Although Woody was unblinking in the face of suffering and injustice, he had a persistent streak of optimism. He seemed really to believe that music could change the world for the better, confidently writing on his guitar, “This machine kills fascists.” He could describe the deprivations of migrant workers but still insist that “pastures of plenty must always be free.”
When right-wing demagogues ranted that President Obama was a socialist, the liberal response was to deny it. Many Woody fans assuredly wished that those in the political conversation, including in this magazine, would add the word “unfortunately.” Woody’s political songs, of course, were animated by clear ideas about what is right or wrong, not precise political arguments. Nothing in his canon would suggest that phrases appealing to focus groups of swing voters, or slogans that temporarily capture the imagination of general assemblies, should be at the heart of progressive politics.

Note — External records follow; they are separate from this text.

//! Property query facade: species + property + state → value in the requested unit.

use crate::correlations::evaluate_model;
use crate::error::{PropsError, PropsResult};
use crate::index::SpeciesIndex;
use crate::interpolate::{UpperBoundPolicy, interpolate};
use crate::parser::{find_record, parse_all_records};
use crate::record::{PropertyKind, PropertyRecord, RecordData};
use crate::units::{DEFAULT_UNIT, convert};
use std::path::{Path, PathBuf};

/// Value returned by [`PropertyDatabase::thermodynamic_property`] when nothing can be computed.
pub const NOT_COMPUTABLE: f64 = -1.0;

/// One property request.
#[derive(Debug, Clone, PartialEq)]
pub struct PropertyQuery {
    pub species: String,
    pub property: PropertyKind,
    pub t: f64,
    pub p: f64,
    /// Target unit; `DEFAULT` keeps the record's native unit.
    pub unit: String,
}

impl PropertyQuery {
    pub fn new(species: impl Into<String>, property: PropertyKind, t: f64, p: f64) -> Self {
        Self {
            species: species.into(),
            property,
            t,
            p,
            unit: DEFAULT_UNIT.to_string(),
        }
    }

    pub fn in_unit(mut self, unit: impl Into<String>) -> Self {
        self.unit = unit.into();
        self
    }
}

/// Evaluate a record at (T, P) in its native unit.
pub fn evaluate_record(
    record: &PropertyRecord,
    t: f64,
    p: f64,
    policy: UpperBoundPolicy,
) -> PropsResult<f64> {
    match &record.data {
        RecordData::Table(table) => Ok(interpolate(table, record.axis_value(t, p), policy)),
        RecordData::Model(model) => {
            evaluate_model(model, record.property_kind, record.validity, t, p)
        }
    }
}

/// Read-only handle on an on-disk property database.
///
/// Index and species files are re-read on every query, so the handle holds no
/// parsed state and can be shared freely between threads.
#[derive(Debug, Clone, PartialEq)]
pub struct PropertyDatabase {
    index_file: PathBuf,
    secondary_index: Option<PathBuf>,
    upper_bound: UpperBoundPolicy,
}

impl PropertyDatabase {
    pub fn new(index_file: impl Into<PathBuf>) -> Self {
        Self {
            index_file: index_file.into(),
            secondary_index: None,
            upper_bound: UpperBoundPolicy::default(),
        }
    }

    /// Index searched when the primary one does not list a species.
    pub fn with_secondary_index(mut self, path: impl Into<PathBuf>) -> Self {
        self.secondary_index = Some(path.into());
        self
    }

    pub fn with_upper_bound_policy(mut self, policy: UpperBoundPolicy) -> Self {
        self.upper_bound = policy;
        self
    }

    pub fn index_file(&self) -> &Path {
        &self.index_file
    }

    pub fn upper_bound_policy(&self) -> UpperBoundPolicy {
        self.upper_bound
    }

    /// Data file of `species`, from the primary index then the secondary one.
    pub fn locate_species(&self, species: &str) -> PropsResult<PathBuf> {
        let primary = SpeciesIndex::load(&self.index_file)?;
        if let Some(entry) = primary.lookup(species) {
            return Ok(entry.path.clone());
        }
        if let Some(secondary) = &self.secondary_index {
            let secondary = SpeciesIndex::load(secondary)?;
            if let Some(entry) = secondary.lookup(species) {
                return Ok(entry.path.clone());
            }
        }
        Err(PropsError::SpeciesNotFound {
            species: species.to_string(),
        })
    }

    /// Record of `property` for `species` accepting (T, P).
    pub fn find(
        &self,
        species: &str,
        property: PropertyKind,
        t: f64,
        p: f64,
    ) -> PropsResult<PropertyRecord> {
        let file = self.locate_species(species)?;
        find_record(&file, property, t, p).map_err(|err| match err {
            PropsError::RecordNotFound { property, t, p, .. } => PropsError::RecordNotFound {
                species: species.to_string(),
                property,
                t,
                p,
            },
            other => other,
        })
    }

    /// Every record in the species' data file.
    pub fn species_records(&self, species: &str) -> PropsResult<Vec<PropertyRecord>> {
        let file = self.locate_species(species)?;
        parse_all_records(&file)
    }

    /// Evaluate a query, converting to the requested unit.
    ///
    /// Unsupported unit pairs are not an error: the native value is returned
    /// with a warning.
    pub fn evaluate(&self, query: &PropertyQuery) -> PropsResult<f64> {
        let record = self.find(&query.species, query.property, query.t, query.p)?;
        let raw = evaluate_record(&record, query.t, query.p, self.upper_bound)?;
        let value = convert(raw, &record.unit, &query.unit, record.molecular_weight);
        tracing::debug!(
            species = %query.species,
            property = %query.property,
            t = query.t,
            p = query.p,
            native = raw,
            unit = %query.unit,
            value,
            "property evaluated"
        );
        Ok(value)
    }

    /// Evaluate `property` (a property tag such as `"PSAT"`) for `species` at (T, P).
    pub fn get_property(
        &self,
        species: &str,
        property: &str,
        t: f64,
        p: f64,
        unit: &str,
    ) -> PropsResult<f64> {
        let kind = PropertyKind::from_tag(property)?;
        self.evaluate(&PropertyQuery::new(species, kind, t, p).in_unit(unit))
    }

    /// Sentinel form of [`get_property`](Self::get_property): any failure yields [`NOT_COMPUTABLE`].
    pub fn thermodynamic_property(
        &self,
        species: &str,
        property: &str,
        t: f64,
        p: f64,
        unit: &str,
    ) -> f64 {
        match self.get_property(species, property, t, p, unit) {
            Ok(value) => value,
            Err(err) => {
                tracing::warn!(%err, species, property, t, p, unit, "property not computable");
                NOT_COMPUTABLE
            }
        }
    }
}

/// Every record of `species`, resolved through a single index file.
pub fn get_species_records(index_file: &Path, species: &str) -> PropsResult<Vec<PropertyRecord>> {
    PropertyDatabase::new(index_file).species_records(species)
}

During hard times, people who are struggling look for an emotionally accessible moral philosophy that can give them hope. If the Left does not provide it, the Right is always there to fill the vacuum. One need only to observe a forlorn thirty-something clutching a paperback copy of The Fountainhead to identify with the yearning of Steve Earle’s 1997 song “Christmas In Washington,” which like Woody’s own songs seems both timeless and of the moment:
Come back Woody Guthrie
Come back to us now.
Tear your eyes from paradise
And rise again somehow
Danny Goldberg is President of GoldVE Entertainment, which manages the careers of Steve Earle and Tom Morello among others, and is the author of the books Bumping Into Geniuses and How The Left Lost Teen Spirit.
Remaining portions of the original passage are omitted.